┌────────
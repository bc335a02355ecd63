use anyhow::{Context, Result};
use async_nats::jetstream::{
    self,
    consumer::{AckPolicy, PullConsumer, pull},
    stream::Config as StreamConfig,
};
use async_trait::async_trait;
use breadcrumb_pipeline::services::message_queue::{Delivery, MessageSink, PendingAck, TopicPath};
use breadcrumb_pipeline::subscribe::pump_deliveries;
use bytes::Bytes;
use futures::{FutureExt, StreamExt};
use std::time::Duration;
use tokio::sync::mpsc;
use tokio::task::JoinHandle;
use tokio_util::sync::CancellationToken;
use tracing::{debug, info};

use super::delivery::JetStreamDelivery;

pub struct NatsQueue {
    client: async_nats::Client,
    jetstream: jetstream::Context,
}

impl NatsQueue {
    pub async fn connect(url: &str, timeout: Duration) -> Result<Self> {
        info!(url = %url, timeout_ms = timeout.as_millis(), "Connecting to NATS");

        let client = async_nats::ConnectOptions::new()
            .connection_timeout(timeout)
            .connect(url)
            .await
            .with_context(|| format!("Failed to connect to NATS at {url}"))?;
        let jetstream = jetstream::new(client.clone());

        info!("Connected to NATS");
        Ok(Self { client, jetstream })
    }

    /// Makes sure the project's stream exists and captures `<project>.>`.
    pub async fn ensure_stream(&self, topic: &TopicPath) -> Result<()> {
        let stream_name = topic.project.as_str();

        match self.jetstream.get_stream(stream_name).await {
            Ok(_) => {
                debug!(stream = %stream_name, "Stream already exists");
            }
            Err(_) => {
                self.jetstream
                    .create_stream(StreamConfig {
                        name: stream_name.to_string(),
                        subjects: vec![format!("{stream_name}.>")],
                        description: Some("Vehicle breadcrumb messages".to_string()),
                        ..Default::default()
                    })
                    .await
                    .with_context(|| format!("Failed to create stream {stream_name}"))?;
                info!(stream = %stream_name, "Created stream");
            }
        }

        Ok(())
    }

    /// Starts pulling from the durable consumer `subscription` and forwards each
    /// message into `tx` until `cancel` fires or the receiver is dropped.
    pub async fn subscribe(
        &self,
        topic: &TopicPath,
        subscription: &str,
        tx: mpsc::Sender<Box<dyn Delivery>>,
        cancel: CancellationToken,
    ) -> Result<JoinHandle<usize>> {
        let consumer: PullConsumer = self
            .jetstream
            .create_consumer_on_stream(
                pull::Config {
                    name: Some(subscription.to_string()),
                    durable_name: Some(subscription.to_string()),
                    filter_subject: topic.subject(),
                    ack_policy: AckPolicy::Explicit,
                    ..Default::default()
                },
                topic.project.as_str(),
            )
            .await
            .with_context(|| format!("Failed to create consumer {subscription}"))?;

        let messages = consumer
            .messages()
            .await
            .context("Failed to open message stream")?
            .map(|next| {
                next.map(|message| Box::new(JetStreamDelivery::new(message)) as Box<dyn Delivery>)
            });

        info!(subscription, subject = %topic.subject(), "Listening for messages");

        Ok(tokio::spawn(pump_deliveries(messages, tx, cancel)))
    }
}

#[async_trait]
impl MessageSink for NatsQueue {
    async fn submit(&self, topic: &TopicPath, payload: Bytes) -> Result<PendingAck> {
        let ack = self
            .jetstream
            .publish(topic.subject(), payload)
            .await
            .context("Failed to publish message to JetStream")?;

        Ok(async move {
            ack.await
                .map(|_| ())
                .context("Failed to receive JetStream acknowledgment")
        }
        .boxed())
    }

    /// Flushes pending publishes, then drains and closes the connection.
    async fn close(&self) -> Result<()> {
        info!("Closing NATS connection");
        self.client
            .flush()
            .await
            .context("Failed to flush NATS connection")?;
        self.client
            .drain()
            .await
            .context("Failed to drain NATS connection")?;
        debug!("NATS connection closed");
        Ok(())
    }
}
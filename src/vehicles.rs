//! Vehicle id lists read from CSV.
//!
//! Files come with or without a header. A `Titans` or `Titan` column is used
//! when present; otherwise the first column. A first row that does not look
//! like an id is treated as a header.

use anyhow::{Context, Result, bail};
use std::fs::File;
use std::io::Read;
use std::path::Path;
use tracing::info;

const ID_COLUMNS: &[&str] = &["Titans", "Titan"];

/// Reads vehicle ids from the CSV file at `path`.
pub fn load_vehicle_ids(path: &Path) -> Result<Vec<String>> {
    let file = File::open(path)
        .with_context(|| format!("Failed to open vehicle file {}", path.display()))?;
    let ids = parse_vehicle_ids(file)
        .with_context(|| format!("Failed to read vehicle file {}", path.display()))?;

    if ids.is_empty() {
        bail!("Vehicle file {} contains no vehicle ids", path.display());
    }

    info!(path = %path.display(), vehicles = ids.len(), "Vehicle ids loaded");
    Ok(ids)
}

/// Parses vehicle ids from CSV text, skipping blank cells.
pub fn parse_vehicle_ids<R: Read>(reader: R) -> Result<Vec<String>> {
    let mut rdr = csv::ReaderBuilder::new()
        .has_headers(false)
        .flexible(true)
        .trim(csv::Trim::All)
        .from_reader(reader);

    let mut rows = rdr.records();
    let Some(first) = rows.next().transpose()? else {
        return Ok(Vec::new());
    };

    let named_column = ID_COLUMNS
        .iter()
        .find_map(|name| first.iter().position(|cell| cell == *name));

    let (column, first_is_header) = match named_column {
        Some(column) => (column, true),
        None => (0, !looks_like_id(first.get(0).unwrap_or(""))),
    };

    let mut ids = Vec::new();
    if !first_is_header {
        push_cell(&mut ids, first.get(column));
    }
    for row in rows {
        let row = row?;
        push_cell(&mut ids, row.get(column));
    }

    Ok(ids)
}

fn push_cell(ids: &mut Vec<String>, cell: Option<&str>) {
    if let Some(cell) = cell.filter(|c| !c.is_empty()) {
        ids.push(cell.to_string());
    }
}

fn looks_like_id(cell: &str) -> bool {
    !cell.is_empty() && cell.chars().all(|c| c.is_ascii_digit())
}

#[cfg(test)]
mod tests {
    use super::*;
    use std::env;
    use std::fs;

    fn parse(text: &str) -> Vec<String> {
        parse_vehicle_ids(text.as_bytes()).unwrap()
    }

    #[test]
    fn test_headerless_single_column() {
        assert_eq!(parse("3003\n3007\n"), vec!["3003", "3007"]);
    }

    #[test]
    fn test_titans_column_by_name() {
        assert_eq!(parse("Team,Titans\na,3003\nb,3007\n"), vec!["3003", "3007"]);
    }

    #[test]
    fn test_titan_column_by_name() {
        assert_eq!(parse("Titan\n3010\n"), vec!["3010"]);
    }

    #[test]
    fn test_titans_preferred_over_titan() {
        assert_eq!(parse("Titan,Titans\n1,2\n"), vec!["2"]);
    }

    #[test]
    fn test_unknown_header_uses_first_column() {
        assert_eq!(parse("vehicle,route\n3003,20\n 3007 ,4\n"), vec!["3003", "3007"]);
    }

    #[test]
    fn test_blank_cells_skipped() {
        assert_eq!(parse("3003\n\n3007\n,\n"), vec!["3003", "3007"]);
    }

    #[test]
    fn test_empty_input() {
        assert!(parse("").is_empty());
    }

    #[test]
    fn test_load_missing_file_is_error() {
        let path = env::temp_dir().join("breadcrumb_pipeline_test_no_such_vehicles.csv");
        let _ = fs::remove_file(&path);
        assert!(load_vehicle_ids(&path).is_err());
    }

    #[test]
    fn test_load_header_only_file_is_error() {
        let path = env::temp_dir().join("breadcrumb_pipeline_test_header_only.csv");
        fs::write(&path, "Titans\n").unwrap();
        assert!(load_vehicle_ids(&path).is_err());
        fs::remove_file(&path).unwrap();
    }

    #[test]
    fn test_load_vehicle_file() {
        let path = env::temp_dir().join("breadcrumb_pipeline_test_vehicles.csv");
        fs::write(&path, "Titans\n3003\n3007\n").unwrap();
        assert_eq!(load_vehicle_ids(&path).unwrap(), vec!["3003", "3007"]);
        fs::remove_file(&path).unwrap();
    }
}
└────────
» Your goal:
Lines with "TopicPath" in the listing above: count them and give the total, nothing else.

» Task answer:
4